Her team is part of the 400-strong ‘Operation Accordion’ support group, which props up a deployed user base in its hundreds.

The Cell usually numbers just two - Davey and a webmaster - but has temporarily swelled lately as the team lays the finishing touches on a new Sharepoint system for the ADF in the region.

“A day can consist of a mix of things. We have ongoing project work we are doing, migrating data and handling user requests as they come in," she told iTnews.

“Some days we get a lot of project work done, but other days our hands are full supporting users."

The last stages of data migration are all that remains of the Sharepoint implementation, which Davey says will transform the way the ADF stores and re-discovers archives of its time in the Middle East.

Records of the day-to-day operations of Australian troops can prove essential years down the track, when they are sought out by military historians, auditors, and claims assessors for the Department of Veteran’s Affairs.
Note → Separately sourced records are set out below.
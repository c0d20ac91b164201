use serde::{Deserialize, Serialize};

use crate::error::{BisubError, Result};

/// Timed transcript segment as it arrives from the recognizer, before
/// validation. All fields are optional because the JSON document is produced
/// by an external tool; the pipeline promotes each record to a
/// [`TranscriptSegment`] and treats missing fields as a fatal input error.
#[derive(Debug, Clone, Serialize, Deserialize)]
pub struct RawSegment {
    pub start: Option<f64>,
    pub end: Option<f64>,
    pub text: Option<String>,
}

/// Validated transcript segment consumed by the subtitle pipeline.
#[derive(Debug, Clone, PartialEq)]
pub struct TranscriptSegment {
    /// Start offset in seconds, finite and non-negative
    pub start: f64,
    /// End offset in seconds, finite and not before `start`
    pub end: f64,
    /// Source-language text; may be empty after trimming
    pub text: String,
}

impl TranscriptSegment {
    /// Promote a raw recognizer record to a validated segment. `index` is the
    /// 1-based position in the input sequence, used only for error reporting.
    pub fn from_raw(index: usize, raw: &RawSegment) -> Result<Self> {
        let start = raw
            .start
            .ok_or_else(|| BisubError::Segment(format!("segment {}: missing start time", index)))?;
        let end = raw
            .end
            .ok_or_else(|| BisubError::Segment(format!("segment {}: missing end time", index)))?;
        let text = raw
            .text
            .as_ref()
            .ok_or_else(|| BisubError::Segment(format!("segment {}: missing text", index)))?;

        if !start.is_finite() || start < 0.0 {
            return Err(BisubError::Segment(format!(
                "segment {}: invalid start time {}",
                index, start
            )));
        }
        if !end.is_finite() || end < start {
            return Err(BisubError::Segment(format!(
                "segment {}: invalid end time {} (start {})",
                index, end, start
            )));
        }

        Ok(Self {
            start,
            end,
            text: text.trim().to_string(),
        })
    }
}

#[cfg(test)]
mod tests {
    use super::*;

    fn raw(start: Option<f64>, end: Option<f64>, text: Option<&str>) -> RawSegment {
        RawSegment {
            start,
            end,
            text: text.map(|t| t.to_string()),
        }
    }

    #[test]
    fn test_valid_segment_is_trimmed() {
        let segment = TranscriptSegment::from_raw(1, &raw(Some(0.5), Some(2.0), Some(" Hello "))).unwrap();
        assert_eq!(segment.start, 0.5);
        assert_eq!(segment.end, 2.0);
        assert_eq!(segment.text, "Hello");
    }

    #[test]
    fn test_empty_text_is_allowed() {
        let segment = TranscriptSegment::from_raw(1, &raw(Some(0.0), Some(1.0), Some("  "))).unwrap();
        assert_eq!(segment.text, "");
    }

    #[test]
    fn test_missing_fields_are_fatal() {
        assert!(TranscriptSegment::from_raw(1, &raw(None, Some(1.0), Some("a"))).is_err());
        assert!(TranscriptSegment::from_raw(2, &raw(Some(0.0), None, Some("a"))).is_err());
        assert!(TranscriptSegment::from_raw(3, &raw(Some(0.0), Some(1.0), None)).is_err());
    }

    #[test]
    fn test_error_names_the_offending_segment() {
        let err = TranscriptSegment::from_raw(7, &raw(Some(0.0), None, Some("a"))).unwrap_err();
        assert!(err.to_string().contains("segment 7"));
    }

    #[test]
    fn test_invalid_times_are_fatal() {
        assert!(TranscriptSegment::from_raw(1, &raw(Some(-1.0), Some(1.0), Some("a"))).is_err());
        assert!(TranscriptSegment::from_raw(1, &raw(Some(2.0), Some(1.0), Some("a"))).is_err());
        assert!(TranscriptSegment::from_raw(1, &raw(Some(f64::NAN), Some(1.0), Some("a"))).is_err());
    }
}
“We had to think about how we would get that data back to Australia in a way that it can be organised and found again,” Davey said.

“The problem was not so much having information stored on site. It was more that it was stored in so many different locations and at the end of the day it all needed to be collected and sent somewhere it can be archived and searched easily."

Part of the Sharepoint rollout has involved the automatic replication of data back to Australia, Davey said, which has allowed her team to get rid of the many storage drives that had previously been used to back up information.

If anything about the Cell’s work is unique, she said, it's the extra change management burden that comes with such a high turnover of users, who are usually only deployed for several months at a time.

“We have new people coming in all the time and nobody likes change," Davey said.

“The thing about Sharepoint is that it requires a bit more thought from the user than the usual drag and dump approach.

"But we have launched a massive education campaign to ensure that we really understand what the user requirements are."

A career ADF employee, Davey will spend another three to four months in the Middle East before returning to Australia and handing the reins to another defence force member to continue allowing information to flow across the operation.

“My favourite thing is the tempo over here. Things are dynamic, so they happen fast,” she said.

“I also really enjoy the engagement with the end users. It means I get an understanding of a whole range of defence and military capabilities.”